=== EXERCISE INPUT ===

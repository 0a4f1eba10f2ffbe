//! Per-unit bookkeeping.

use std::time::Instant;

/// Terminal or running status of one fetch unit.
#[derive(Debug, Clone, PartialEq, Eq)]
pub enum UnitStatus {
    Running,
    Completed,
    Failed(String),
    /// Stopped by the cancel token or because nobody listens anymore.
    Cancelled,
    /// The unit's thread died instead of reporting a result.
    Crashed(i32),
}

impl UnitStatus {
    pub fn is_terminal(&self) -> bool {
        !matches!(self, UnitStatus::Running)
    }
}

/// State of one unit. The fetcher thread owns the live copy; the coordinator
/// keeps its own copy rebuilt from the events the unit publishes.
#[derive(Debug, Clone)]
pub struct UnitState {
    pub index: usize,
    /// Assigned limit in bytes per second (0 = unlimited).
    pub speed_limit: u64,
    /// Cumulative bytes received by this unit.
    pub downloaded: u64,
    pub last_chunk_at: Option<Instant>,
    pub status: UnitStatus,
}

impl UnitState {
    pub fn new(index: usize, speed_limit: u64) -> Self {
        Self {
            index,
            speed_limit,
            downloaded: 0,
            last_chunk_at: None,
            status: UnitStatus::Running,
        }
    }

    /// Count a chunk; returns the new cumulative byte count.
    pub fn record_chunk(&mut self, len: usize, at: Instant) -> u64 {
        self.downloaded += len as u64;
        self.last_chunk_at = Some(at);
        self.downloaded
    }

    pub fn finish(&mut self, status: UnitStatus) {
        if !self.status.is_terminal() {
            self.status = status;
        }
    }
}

===
=== EXERCISE INPUT ===

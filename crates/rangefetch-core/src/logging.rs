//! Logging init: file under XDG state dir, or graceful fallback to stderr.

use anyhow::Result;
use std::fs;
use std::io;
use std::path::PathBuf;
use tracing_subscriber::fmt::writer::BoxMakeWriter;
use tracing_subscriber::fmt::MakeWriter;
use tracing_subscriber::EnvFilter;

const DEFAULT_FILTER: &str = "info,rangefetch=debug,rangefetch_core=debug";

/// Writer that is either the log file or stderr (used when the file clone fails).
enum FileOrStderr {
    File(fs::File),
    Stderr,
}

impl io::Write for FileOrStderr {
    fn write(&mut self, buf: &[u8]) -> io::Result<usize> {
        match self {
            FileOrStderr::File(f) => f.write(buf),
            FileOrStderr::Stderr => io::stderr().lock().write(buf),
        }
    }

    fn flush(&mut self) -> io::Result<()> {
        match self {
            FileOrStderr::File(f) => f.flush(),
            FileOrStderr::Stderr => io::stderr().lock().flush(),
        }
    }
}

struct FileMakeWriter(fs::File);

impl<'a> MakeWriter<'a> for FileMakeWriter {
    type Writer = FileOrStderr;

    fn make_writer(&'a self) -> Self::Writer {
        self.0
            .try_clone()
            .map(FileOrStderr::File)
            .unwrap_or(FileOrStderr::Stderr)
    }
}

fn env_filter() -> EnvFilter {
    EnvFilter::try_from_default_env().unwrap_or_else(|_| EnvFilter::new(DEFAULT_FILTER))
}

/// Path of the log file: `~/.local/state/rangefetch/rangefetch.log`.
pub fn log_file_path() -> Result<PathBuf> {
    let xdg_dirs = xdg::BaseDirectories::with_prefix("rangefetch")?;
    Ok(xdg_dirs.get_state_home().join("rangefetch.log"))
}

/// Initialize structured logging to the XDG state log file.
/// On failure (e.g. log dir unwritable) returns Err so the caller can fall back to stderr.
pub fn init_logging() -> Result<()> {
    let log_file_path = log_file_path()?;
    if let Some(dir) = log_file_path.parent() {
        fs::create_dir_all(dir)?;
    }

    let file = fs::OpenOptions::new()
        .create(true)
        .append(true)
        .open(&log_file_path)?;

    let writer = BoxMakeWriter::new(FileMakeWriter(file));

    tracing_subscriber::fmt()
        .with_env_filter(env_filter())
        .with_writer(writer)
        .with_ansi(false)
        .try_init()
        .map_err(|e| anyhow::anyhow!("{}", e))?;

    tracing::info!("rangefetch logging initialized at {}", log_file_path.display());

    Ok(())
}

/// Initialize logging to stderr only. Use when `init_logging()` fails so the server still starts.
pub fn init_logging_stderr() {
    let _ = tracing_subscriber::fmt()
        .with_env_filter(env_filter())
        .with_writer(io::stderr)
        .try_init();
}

===

• **AIM OF THE EXERCISE**: The response consists of the lines above that contain "UnitState".

• **WORKED SOLUTION**:
pub struct UnitState {
impl UnitState {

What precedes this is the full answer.